John Bolinger was born and raised in Northwest Indiana, where he attended Ball State University and Purdue University, receiving his BA and MA from those schools. Then he taught English and French for thirty-five years at Morton High School in Hammond, Indiana before moving to Colorado. He spends his winters in Pompano Beach, Florida. Besides COME SEPTEMBER, Journey of a High School Teacher, John's other books are ALL MY LAZY RIVERS, an Indiana Childhood, and COME ON, FLUFFY, THIS AIN'T NO BALLET, a Novel on Coming of Age, all available on Amazon.com as paperbacks and Kindle books. Alternately funny and touching, COME SEPTEMBER, conveys the story of every high school teacher’s struggle to enlighten both himself and his pupils, encountering along the way, battles with colleagues, administrators, and parents through a parade of characters that include a freshman boy for whom the faculty code name is “Spawn of Satan,” to a senior girl whose water breaks during a pop-quiz over THE LAST OF THE MOHICANS. Through social change and the relentless march of technology, the human element remains constant in the book’s personal, entertaining, and sympathetic portraits of faculty, students, parents, and others. The audience for this book will certainly include school teachers everywhere, teenagers, parents of teens, as well as anyone who appreciates that blend of humor and pathos with which the world of public education is drenched.

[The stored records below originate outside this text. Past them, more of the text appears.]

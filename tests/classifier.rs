use codebase_mirror::core::loader::{content_hash, decode_text};
use codebase_mirror::core::{Classifier, ContentLoader, FileKind};
use codebase_mirror::error::UnreadableReason;
use std::path::Path;

#[test]
fn extension_decides_kind() {
    let classifier = Classifier::new();
    let cases = [
        ("app/main.py", FileKind::Python),
        ("scripts/manage.py-tpl", FileKind::Python),
        ("index.HTML", FileKind::Html),
        ("theme.scss", FileKind::Css),
        ("server.mjs", FileKind::Javascript),
        ("ui/App.tsx", FileKind::Typescript),
        ("ui/Button.jsx", FileKind::Jsx),
        ("Layout.vue", FileKind::Vue),
        ("README.md", FileKind::Markdown),
        ("logo.png", FileKind::Binary),
    ];
    for (path, expected) in cases {
        assert_eq!(classifier.classify(Path::new(path), b""), expected, "{path}");
    }
}

#[test]
fn unknown_extension_falls_back_to_content() {
    let classifier = Classifier::new();

    assert_eq!(
        classifier.classify(Path::new("bin/tool"), b"#!/usr/bin/env python3\nprint(1)\n"),
        FileKind::Python
    );
    assert_eq!(
        classifier.classify(Path::new("bin/serve"), b"#!/usr/bin/env node\n"),
        FileKind::Javascript
    );
    assert_eq!(
        classifier.classify(Path::new("page"), b"<!DOCTYPE html><html></html>"),
        FileKind::Html
    );
    assert_eq!(
        classifier.classify(Path::new("blob.dat"), b"abc\0def"),
        FileKind::Binary
    );
    assert_eq!(
        classifier.classify(Path::new("image.bin"), b"\x89PNG\r\n\x1a\n rest"),
        FileKind::Binary
    );
    assert_eq!(
        classifier.classify(Path::new("notes.txt"), b"plain words"),
        FileKind::Unknown
    );
    assert_eq!(classifier.classify(Path::new("Makefile"), b""), FileKind::Unknown);
}

#[test]
fn extension_wins_over_content() {
    let classifier = Classifier::new();
    assert_eq!(
        classifier.classify(Path::new("odd.py"), b"\0\0\0"),
        FileKind::Python
    );
}

#[test]
fn decode_text_handles_byte_order_marks() {
    assert_eq!(decode_text(b"\xef\xbb\xbfhello").unwrap(), "hello");
    assert_eq!(decode_text(b"\xff\xfeh\0i\0").unwrap(), "hi");
    assert_eq!(decode_text(b"\xfe\xff\0h\0i").unwrap(), "hi");
    assert_eq!(decode_text(b"plain").unwrap(), "plain");
    assert_eq!(
        decode_text(b"\xc3\x28"),
        Err(UnreadableReason::InvalidEncoding)
    );
    assert_eq!(
        decode_text(b"\xff\xfe\x41"),
        Err(UnreadableReason::InvalidEncoding)
    );
}

#[test]
fn content_hash_is_lowercase_sha256() {
    assert_eq!(
        content_hash(b""),
        "e3b0c44298fc1c149afbf4c8996fb92427ae41e4649b934ca495991b7852b855"
    );
    assert_eq!(content_hash(b"a"), content_hash(b"a"));
    assert_ne!(content_hash(b"a"), content_hash(b"b"));
}

#[tokio::test]
async fn loader_enforces_size_ceiling() {
    let dir = tempfile::tempdir().unwrap();
    let small = dir.path().join("small.py");
    let large = dir.path().join("large.py");
    std::fs::write(&small, "x = 1\n").unwrap();
    std::fs::write(&large, "x".repeat(64)).unwrap();

    let loader = ContentLoader::new(16);

    let loaded = loader.load(&small).await.unwrap();
    assert_eq!(loaded.bytes, b"x = 1\n");
    assert_eq!(loaded.size(), 6);
    assert_eq!(loaded.head(3), b"x =");
    assert_eq!(loaded.content_hash, content_hash(b"x = 1\n"));

    assert_eq!(
        loader.load(&large).await.unwrap_err(),
        UnreadableReason::TooLarge { size: 64, limit: 16 }
    );
    assert!(matches!(
        loader.load(&dir.path().join("missing.py")).await,
        Err(UnreadableReason::Io(_))
    ));
}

The drive of the story is the narrator's struggle to become the best teacher he can be. The book is filled with advice for young teachers based upon experience of the writer, advice that will never be found in college methods classes. Another of John's recent books is Mum's the Word: Secrets of a Family. It is the story of his alcoholic father and the family's efforts to deal with or hide the fact. Though a serious treatment of the horrors of alcoholism, the book also entertains in its descriptions of the father during his best times and the humor of the family's attempts to create a façade for the outside world. All John's books are available as paperbacks and Kindle readers on Amazon, and also as paperbacks at Barnes & Noble. John's sixth and most recent book, Growing Old in America: Notes from a Codger was released on June 15, 2014.